- 220gms scotch finger biscuits
- 110gms melted butter
- 500gm Cream Cheese
- 250mls condensed milk
- Juice 1/2 lime
- Juice of 1/2 Orange (optional)
- Juice of 2 Lemons
- 1 Gelatine leaf or 2 tsp gelatine
- 250mls Whipped Cream
- 1/2 Cups Sugar
- 2/3 cups Water
- 1/2 Lemon sliced
3 Lemons Cheesecake
The 3 lemons- Cheesecake, sauce and candied. The sweetness of the cheesecake balanced with the lemon tang. An impressive recipe that seems like you have been slaving away in the kitchen all afternoon :)
Wooden Spoon Rating:
The Lemon cheesecake is one of the few desserts that has survived the test of time without being labelled ‘out-dated’, ‘old school’ or ‘Daggy Nanna’s Recipe’. I have always been a lover of cheesecake and I am behind the worthwhile cause on avoiding the cheesecake disappearing from the modern cookbooks.
Cheesecake is an all occasion cake- Christmas, birthdays and BBQ’.s I make this lemon cheesecake every year for my dad for Christmas and sometimes more frequently when a celebration calls for it. This recipe is a simplest one which includes no baking and can be done with relatively few utensils- what more could you want?
Now For the Recipe:
1. BASE- To start, blend up all the biscuits in a food processor (or as a form of anger therapy use a freezer bag and a rolling pin). Mix the melted butter though to get a crumbly texture. (If there is too much butter the base will become hard when set making it difficult to cut.
2. Press the biscuit mixture into a spring form pan- about 0.5cm thick. Place in the fridge to set. (I like to line my pan with baking paper- makes it easier to transfer to a serving plate.)
3. FILLING-To make the filling, place the cream cheese into a mix-master and beat until soft and smooth. This may take 10 mins but a little trick is to put the cream cheese in the microwave for 20 secs- this will reduce the beating time to 3 mins (pretty cool, or should I say warm!)
4. Slowly add the condensed milk until combined
5. Prepare the gelatine either mixing the powder in 50mls of hot water or soak the gelatine leaf in water for 5 mins, squeeze the excess water out then add it to hot water and stir to dissolve.

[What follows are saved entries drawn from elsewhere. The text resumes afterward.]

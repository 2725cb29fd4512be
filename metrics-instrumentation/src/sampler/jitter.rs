use std::time::Duration;

use rand::{rngs::SmallRng, Rng as _, SeedableRng as _};

const MAX_STEP: Duration = Duration::from_millis(100);

/// A signed adjustment applied to a base interval.
#[derive(Clone, Copy, Debug, PartialEq, Eq, PartialOrd, Ord, Hash)]
pub struct Offset {
    nanos: i128,
}

impl Offset {
    /// Offset in nanoseconds.
    pub fn as_nanos(&self) -> i128 {
        self.nanos
    }

    /// Returns `base` shifted by this offset, saturating at zero.
    pub fn apply(&self, base: Duration) -> Duration {
        let shifted = (base.as_nanos() as i128).saturating_add(self.nanos).max(0);
        duration_from_nanos(shifted as u128)
    }
}

fn duration_from_nanos(nanos: u128) -> Duration {
    let secs = u64::try_from(nanos / 1_000_000_000).unwrap_or(u64::MAX);
    Duration::new(secs, (nanos % 1_000_000_000) as u32)
}

/// Randomized sleep intervals around a base interval.
///
/// Offsets are drawn from a fixed set, symmetric around zero, spanning `[-interval/2, +interval/2]`
/// in steps of at most 100 milliseconds.  The offset drawn on the previous call is never drawn
/// twice in a row.  An interval shorter than two nanoseconds has the single offset zero.
#[derive(Debug)]
pub struct Jitter {
    interval: Duration,
    offsets: Vec<Offset>,
    last: Option<usize>,
    rng: SmallRng,
}

impl Jitter {
    /// Creates a new `Jitter` around `interval`, seeded from the thread-local generator.
    pub fn new(interval: Duration) -> Self {
        Self::with_rng(interval, SmallRng::from_rng(&mut rand::rng()))
    }

    /// Creates a new `Jitter` around `interval` with a fixed seed.
    pub fn with_seed(interval: Duration, seed: u64) -> Self {
        Self::with_rng(interval, SmallRng::seed_from_u64(seed))
    }

    fn with_rng(interval: Duration, rng: SmallRng) -> Self {
        let half = (interval.as_nanos() / 2) as i128;
        let step = MAX_STEP.as_nanos() as i128;
        // Steps per side; never more than `half`, so the offsets are distinct.
        let steps = ((half + step - 1) / step).max(1);

        let mut offsets: Vec<Offset> =
            (-steps..=steps).map(|k| Offset { nanos: k * half / steps }).collect();
        offsets.dedup();

        Jitter { interval, offsets, last: None, rng }
    }

    /// Base interval.
    pub fn interval(&self) -> Duration {
        self.interval
    }

    /// Every offset that can be drawn.
    pub fn offsets(&self) -> &[Offset] {
        &self.offsets
    }

    /// Draws the next offset.
    pub fn next_offset(&mut self) -> Offset {
        let len = self.offsets.len();
        let index = match self.last {
            Some(_) if len == 1 => 0,
            Some(last) => {
                let index = self.rng.random_range(0..len - 1);
                if index >= last {
                    index + 1
                } else {
                    index
                }
            }
            None => self.rng.random_range(0..len),
        };

        self.last = Some(index);
        self.offsets[index]
    }

    /// Draws the next offset and applies it to the base interval.
    pub fn next_interval(&mut self) -> Duration {
        let offset = self.next_offset();
        offset.apply(self.interval)
    }
}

6. Next slow the speed of the mix master to low then add the lemon juice, lime juice and orange juice. Once mix through add the gelatine.
7. Once combined fold in the cream then pour the mixture onto the base and refrigerate for 2 hours
8. CANDIED LEMON- Heat the a sugar and water in a saucepan over medium heat until it reached the boil. Add the lemon and continue to cook for 12 mins. At this point the lemons should be translucent
9. Spray a cooling rack with oil and then place on top of baking paper (helps with the cleaning up). Place each lemon slice onto the rack to cool. Pour the sauce into a container and place in the fridge (this will thicken up).
10. SERVING- Now the fun bit- Take the cheesecake out of the baking pan and top with candied lemons (those who were able to resist the urge to eat them prior (yes you know who you are). Drizzle the sauce over the cheesecake and EAT!